The virus was identified in a woman who traveled to a country where Zika virus is currently transmitted and later developed symptoms. The infection was confirmed by the Centers for Disease Control and Prevention (CDC).
Zika is a tropical mosquito-borne infection, and the virus is not known to be carried by the mosquitoes found in South Dakota.
For most healthy adults, the infection is mild and only one in five people who are infected will become ill. Symptoms typically occur two to seven days after a bite and include fever, muscle or eye pain and a rash. But pregnant women who are infected run the risk of delivering babies born with the birth defect microcephaly. Babies with the defect have heads smaller than expected and often have smaller brains that might not have developed properly.

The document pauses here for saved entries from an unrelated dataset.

use clap::{Parser, Subcommand};
use std::process::ExitCode;
use tracing_subscriber::{layer::SubscriberExt, util::SubscriberInitExt};

use openconfig::ConfigError;
use openconfig::config::OutputFormat;

/// Parse output format from string
fn parse_output_format(s: &str) -> Result<OutputFormat, String> {
    s.parse()
}

#[derive(Parser)]
#[command(name = "openconfig")]
#[command(
    version,
    about = "Layered configuration with explicit-set tracking for wallet settings"
)]
struct Cli {
    #[command(subcommand)]
    command: Commands,

    #[arg(long, global = true)]
    verbose: bool,

    #[arg(long, short, global = true)]
    quiet: bool,
}

#[derive(Subcommand)]
enum Commands {
    /// Resolve wallet configuration from arguments, environment and defaults
    Wallet {
        #[arg(long, help = "Fail on unrecognized wallet arguments")]
        strict: bool,
        #[arg(
            short = 'f',
            long,
            default_value = "yaml",
            value_parser = parse_output_format,
            help = "Output format: yaml, json, toml"
        )]
        format: OutputFormat,
        #[arg(long, help = "Show which settings were set explicitly")]
        explicit: bool,
        #[arg(long, help = "Show usage for the wallet arguments")]
        usage: bool,
        #[arg(
            trailing_var_arg = true,
            allow_hyphen_values = true,
            help = "Wallet arguments, e.g. --wallet.name alice"
        )]
        args: Vec<String>,
    },

    /// Show defaults resolved from built-in values and BT_* environment variables
    Defaults {
        #[arg(
            short = 'f',
            long,
            default_value = "yaml",
            value_parser = parse_output_format,
            help = "Output format: yaml, json, toml"
        )]
        format: OutputFormat,
    },
}

/// Set up panic handler for graceful error reporting
fn setup_panic_handler() {
    let default_hook = std::panic::take_hook();

    std::panic::set_hook(Box::new(move |panic_info| {
        let message = if let Some(s) = panic_info.payload().downcast_ref::<&str>() {
            s.to_string()
        } else if let Some(s) = panic_info.payload().downcast_ref::<String>() {
            s.clone()
        } else {
            "Unknown panic".to_string()
        };

        eprintln!("\n\x1b[1;31m━━━ PANIC ━━━\x1b[0m");
        eprintln!("\x1b[31mopenconfig encountered an unexpected error:\x1b[0m");
        eprintln!("  {}", message);

        if let Some(location) = panic_info.location() {
            eprintln!(
                "\x1b[90mLocation: {}:{}:{}\x1b[0m",
                location.file(),
                location.line(),
                location.column()
            );
        }
        eprintln!();

        default_hook(panic_info);
    }));
}

fn main() -> ExitCode {
    setup_panic_handler();

    match run_cli() {
        Ok(()) => ExitCode::SUCCESS,
        Err(e) => match e.downcast_ref::<ConfigError>() {
            Some(err) => {
                // Parser errors carry their own formatting and status
                if let ConfigError::Cli(parse_err) = err {
                    let _ = parse_err.print();
                } else {
                    eprintln!("\x1b[31mError:\x1b[0m {}", err);
                }
                ExitCode::from(err.exit_code())
            }
            None => {
                eprintln!("\x1b[31mError:\x1b[0m {}", e);
                ExitCode::FAILURE
            }
        },
    }
}

fn run_cli() -> anyhow::Result<()> {
    let cli = Cli::parse();

    let filter = if cli.verbose {
        "debug"
    } else if cli.quiet {
        "error"
    } else {
        "info"
    };

    tracing_subscriber::registry()
        .with(
            tracing_subscriber::EnvFilter::try_from_default_env().unwrap_or_else(|_| filter.into()),
        )
        .with(tracing_subscriber::fmt::layer().with_writer(std::io::stderr))
        .init();

    match cli.command {
        Commands::Wallet {
            strict,
            format,
            explicit,
            usage,
            args,
        } => {
            use openconfig::cli::commands::wallet::{WalletCommandOptions, run, usage as show_usage};

            if usage {
                show_usage()?;
            } else {
                run(WalletCommandOptions {
                    args,
                    strict,
                    format,
                    show_explicit: explicit,
                })?;
            }
        }
        Commands::Defaults { format } => {
            openconfig::cli::commands::defaults::run(format)?;
        }
    }

    Ok(())
}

Pregnant women should avoid traveling to countries with active transmission of Zika, including Florida’s Miami-Dade County. Men who live in or have visited Zika transmission areas should abstain from unprotected sex.
State Epidemiologist Dr. Lon Kightlinger says travelers to Zika-affected areas, particularly pregnant women, should follow strict mosquito control precautions. They include wearing wear pants and long-sleeved shirts, using an EPA-registered insect repellent and ensuring that windows and doors have intact screens.